▸ Brief: Below are the records; collect from them each line containing the string "info".

▸ Data in this exercise:
------------------------------------------------

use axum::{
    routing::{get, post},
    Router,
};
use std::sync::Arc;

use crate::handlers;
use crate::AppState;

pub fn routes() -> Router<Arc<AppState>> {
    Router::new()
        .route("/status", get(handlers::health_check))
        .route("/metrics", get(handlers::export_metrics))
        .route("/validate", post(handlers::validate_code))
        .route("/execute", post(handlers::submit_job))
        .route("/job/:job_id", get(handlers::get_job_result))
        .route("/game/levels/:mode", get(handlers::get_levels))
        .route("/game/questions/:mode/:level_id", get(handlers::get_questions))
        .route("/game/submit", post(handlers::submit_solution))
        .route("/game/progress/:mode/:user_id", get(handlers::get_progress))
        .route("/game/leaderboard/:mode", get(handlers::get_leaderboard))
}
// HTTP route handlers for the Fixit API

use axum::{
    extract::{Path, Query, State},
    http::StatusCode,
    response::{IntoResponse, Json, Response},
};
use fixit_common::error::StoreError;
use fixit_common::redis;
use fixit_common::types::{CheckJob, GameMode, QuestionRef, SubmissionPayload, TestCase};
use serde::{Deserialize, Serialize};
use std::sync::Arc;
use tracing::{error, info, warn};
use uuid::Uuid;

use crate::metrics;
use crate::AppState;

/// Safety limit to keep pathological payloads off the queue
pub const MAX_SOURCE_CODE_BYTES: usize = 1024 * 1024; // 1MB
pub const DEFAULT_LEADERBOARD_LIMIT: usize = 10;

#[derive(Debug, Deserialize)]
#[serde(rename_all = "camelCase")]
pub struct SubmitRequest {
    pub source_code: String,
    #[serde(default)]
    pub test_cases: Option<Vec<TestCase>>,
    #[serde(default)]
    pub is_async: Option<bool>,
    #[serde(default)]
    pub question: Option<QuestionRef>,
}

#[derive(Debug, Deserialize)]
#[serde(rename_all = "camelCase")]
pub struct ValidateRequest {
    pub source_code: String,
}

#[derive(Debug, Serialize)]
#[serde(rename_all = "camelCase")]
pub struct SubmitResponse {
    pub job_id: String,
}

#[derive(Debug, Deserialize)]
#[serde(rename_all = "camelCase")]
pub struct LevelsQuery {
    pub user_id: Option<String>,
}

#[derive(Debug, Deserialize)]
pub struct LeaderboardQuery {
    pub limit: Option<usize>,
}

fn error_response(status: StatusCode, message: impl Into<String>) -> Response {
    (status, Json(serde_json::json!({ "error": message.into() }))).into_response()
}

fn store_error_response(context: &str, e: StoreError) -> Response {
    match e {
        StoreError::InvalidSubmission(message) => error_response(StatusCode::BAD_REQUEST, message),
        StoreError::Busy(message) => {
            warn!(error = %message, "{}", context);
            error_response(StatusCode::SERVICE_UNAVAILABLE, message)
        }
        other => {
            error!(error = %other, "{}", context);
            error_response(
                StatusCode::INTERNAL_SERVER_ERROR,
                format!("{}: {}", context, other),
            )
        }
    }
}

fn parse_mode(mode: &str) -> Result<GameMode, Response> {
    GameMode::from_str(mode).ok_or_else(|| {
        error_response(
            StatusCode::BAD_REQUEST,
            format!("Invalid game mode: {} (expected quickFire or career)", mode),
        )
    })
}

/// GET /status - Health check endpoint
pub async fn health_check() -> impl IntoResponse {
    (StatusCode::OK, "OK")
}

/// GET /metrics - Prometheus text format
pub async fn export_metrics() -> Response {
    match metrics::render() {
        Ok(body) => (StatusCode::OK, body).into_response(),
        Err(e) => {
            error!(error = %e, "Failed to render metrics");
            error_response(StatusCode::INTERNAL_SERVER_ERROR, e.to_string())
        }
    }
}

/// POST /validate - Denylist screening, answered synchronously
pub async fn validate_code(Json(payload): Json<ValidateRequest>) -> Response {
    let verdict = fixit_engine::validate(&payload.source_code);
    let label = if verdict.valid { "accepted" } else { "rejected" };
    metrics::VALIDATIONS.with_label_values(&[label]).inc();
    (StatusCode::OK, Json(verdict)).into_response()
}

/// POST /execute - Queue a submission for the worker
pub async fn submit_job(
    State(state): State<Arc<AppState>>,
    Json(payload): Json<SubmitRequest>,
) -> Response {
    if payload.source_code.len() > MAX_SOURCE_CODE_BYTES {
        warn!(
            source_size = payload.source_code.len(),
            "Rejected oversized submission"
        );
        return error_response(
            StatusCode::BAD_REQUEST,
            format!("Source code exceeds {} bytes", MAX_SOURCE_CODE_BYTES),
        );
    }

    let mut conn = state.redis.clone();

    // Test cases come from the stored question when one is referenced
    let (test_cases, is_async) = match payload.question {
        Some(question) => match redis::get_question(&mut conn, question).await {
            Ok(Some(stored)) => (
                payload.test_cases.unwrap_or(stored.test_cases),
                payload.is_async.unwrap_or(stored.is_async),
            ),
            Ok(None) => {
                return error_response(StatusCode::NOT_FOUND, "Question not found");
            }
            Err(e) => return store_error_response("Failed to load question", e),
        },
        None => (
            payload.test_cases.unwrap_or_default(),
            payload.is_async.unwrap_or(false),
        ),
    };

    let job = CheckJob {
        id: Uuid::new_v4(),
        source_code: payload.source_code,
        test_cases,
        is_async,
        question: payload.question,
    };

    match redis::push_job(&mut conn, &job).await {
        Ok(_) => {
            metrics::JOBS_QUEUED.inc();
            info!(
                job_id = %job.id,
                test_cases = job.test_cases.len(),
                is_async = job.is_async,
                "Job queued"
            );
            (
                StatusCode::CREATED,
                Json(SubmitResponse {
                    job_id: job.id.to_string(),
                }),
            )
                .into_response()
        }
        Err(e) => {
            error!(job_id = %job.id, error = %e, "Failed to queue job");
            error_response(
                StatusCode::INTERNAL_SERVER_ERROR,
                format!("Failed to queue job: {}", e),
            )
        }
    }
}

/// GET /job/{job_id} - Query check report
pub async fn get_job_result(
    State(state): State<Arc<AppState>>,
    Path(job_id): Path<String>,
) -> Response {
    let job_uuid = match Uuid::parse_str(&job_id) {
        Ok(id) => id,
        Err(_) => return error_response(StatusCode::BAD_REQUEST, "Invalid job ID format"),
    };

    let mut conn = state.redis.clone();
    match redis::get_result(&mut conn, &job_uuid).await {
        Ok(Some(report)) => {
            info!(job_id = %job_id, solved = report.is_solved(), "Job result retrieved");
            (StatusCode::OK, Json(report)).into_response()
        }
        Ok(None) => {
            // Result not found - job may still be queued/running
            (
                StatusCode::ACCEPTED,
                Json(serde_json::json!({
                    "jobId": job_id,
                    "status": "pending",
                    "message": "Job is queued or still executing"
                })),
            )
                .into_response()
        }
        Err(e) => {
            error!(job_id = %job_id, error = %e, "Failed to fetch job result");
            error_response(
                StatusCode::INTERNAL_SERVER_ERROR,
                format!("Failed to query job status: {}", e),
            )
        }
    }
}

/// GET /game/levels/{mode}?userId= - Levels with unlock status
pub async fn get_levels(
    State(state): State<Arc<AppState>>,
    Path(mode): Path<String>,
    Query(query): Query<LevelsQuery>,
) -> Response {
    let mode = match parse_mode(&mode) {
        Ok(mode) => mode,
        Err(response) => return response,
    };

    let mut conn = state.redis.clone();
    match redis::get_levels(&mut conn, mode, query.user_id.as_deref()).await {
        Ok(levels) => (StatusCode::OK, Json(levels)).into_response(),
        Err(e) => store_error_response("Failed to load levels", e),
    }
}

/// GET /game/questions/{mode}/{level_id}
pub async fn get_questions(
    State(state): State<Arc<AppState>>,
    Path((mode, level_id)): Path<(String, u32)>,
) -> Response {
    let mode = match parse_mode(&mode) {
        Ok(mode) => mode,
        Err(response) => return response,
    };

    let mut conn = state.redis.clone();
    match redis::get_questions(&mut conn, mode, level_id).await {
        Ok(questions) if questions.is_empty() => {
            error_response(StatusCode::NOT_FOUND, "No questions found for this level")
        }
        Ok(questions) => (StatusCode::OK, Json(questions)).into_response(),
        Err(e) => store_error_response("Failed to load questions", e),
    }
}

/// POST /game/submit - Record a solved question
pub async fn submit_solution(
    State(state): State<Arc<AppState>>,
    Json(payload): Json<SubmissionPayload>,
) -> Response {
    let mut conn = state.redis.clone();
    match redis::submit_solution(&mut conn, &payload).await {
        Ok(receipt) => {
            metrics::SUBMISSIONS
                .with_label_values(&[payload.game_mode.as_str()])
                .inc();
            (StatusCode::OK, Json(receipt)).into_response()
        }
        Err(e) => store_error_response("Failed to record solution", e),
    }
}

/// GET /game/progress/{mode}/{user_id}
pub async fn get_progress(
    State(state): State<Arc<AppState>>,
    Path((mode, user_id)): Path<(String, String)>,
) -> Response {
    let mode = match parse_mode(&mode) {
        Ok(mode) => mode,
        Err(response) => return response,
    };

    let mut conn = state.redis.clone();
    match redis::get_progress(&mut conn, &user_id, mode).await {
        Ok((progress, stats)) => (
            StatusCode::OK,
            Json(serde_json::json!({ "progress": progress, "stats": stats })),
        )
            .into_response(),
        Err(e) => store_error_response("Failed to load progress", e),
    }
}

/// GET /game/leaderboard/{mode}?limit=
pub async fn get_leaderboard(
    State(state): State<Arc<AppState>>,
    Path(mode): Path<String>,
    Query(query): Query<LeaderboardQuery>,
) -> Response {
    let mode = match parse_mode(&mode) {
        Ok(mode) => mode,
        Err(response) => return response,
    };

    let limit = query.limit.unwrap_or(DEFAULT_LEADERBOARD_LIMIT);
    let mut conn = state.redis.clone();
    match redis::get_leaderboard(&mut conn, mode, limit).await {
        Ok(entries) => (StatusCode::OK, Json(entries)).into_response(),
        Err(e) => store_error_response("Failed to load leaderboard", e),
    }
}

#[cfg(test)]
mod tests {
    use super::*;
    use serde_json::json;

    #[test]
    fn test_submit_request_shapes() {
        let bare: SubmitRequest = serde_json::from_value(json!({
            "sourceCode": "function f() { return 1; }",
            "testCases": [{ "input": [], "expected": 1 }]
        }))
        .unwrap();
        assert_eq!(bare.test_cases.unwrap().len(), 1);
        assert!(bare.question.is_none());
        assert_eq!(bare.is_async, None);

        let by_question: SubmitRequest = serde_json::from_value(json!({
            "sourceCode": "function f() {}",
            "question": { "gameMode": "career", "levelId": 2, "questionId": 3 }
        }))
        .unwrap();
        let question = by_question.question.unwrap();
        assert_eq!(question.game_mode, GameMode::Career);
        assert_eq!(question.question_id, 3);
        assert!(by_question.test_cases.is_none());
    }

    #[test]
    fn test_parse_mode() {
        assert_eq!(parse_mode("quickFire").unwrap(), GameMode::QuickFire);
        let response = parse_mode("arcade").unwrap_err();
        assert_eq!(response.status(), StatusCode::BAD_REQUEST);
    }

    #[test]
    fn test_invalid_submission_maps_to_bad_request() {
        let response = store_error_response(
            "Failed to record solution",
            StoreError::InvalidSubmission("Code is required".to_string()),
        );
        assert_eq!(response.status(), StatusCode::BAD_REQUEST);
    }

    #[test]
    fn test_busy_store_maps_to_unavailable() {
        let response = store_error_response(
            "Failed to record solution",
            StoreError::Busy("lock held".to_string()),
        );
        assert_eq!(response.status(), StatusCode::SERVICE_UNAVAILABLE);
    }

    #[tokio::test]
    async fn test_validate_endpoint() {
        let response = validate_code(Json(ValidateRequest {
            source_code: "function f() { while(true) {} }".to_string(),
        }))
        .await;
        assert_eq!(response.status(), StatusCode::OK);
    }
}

------------------------------------------------

▸ Answer area:
use tracing::{error, info, warn};
            info!(
            info!(job_id = %job_id, solved = report.is_solved(), "Job result retrieved");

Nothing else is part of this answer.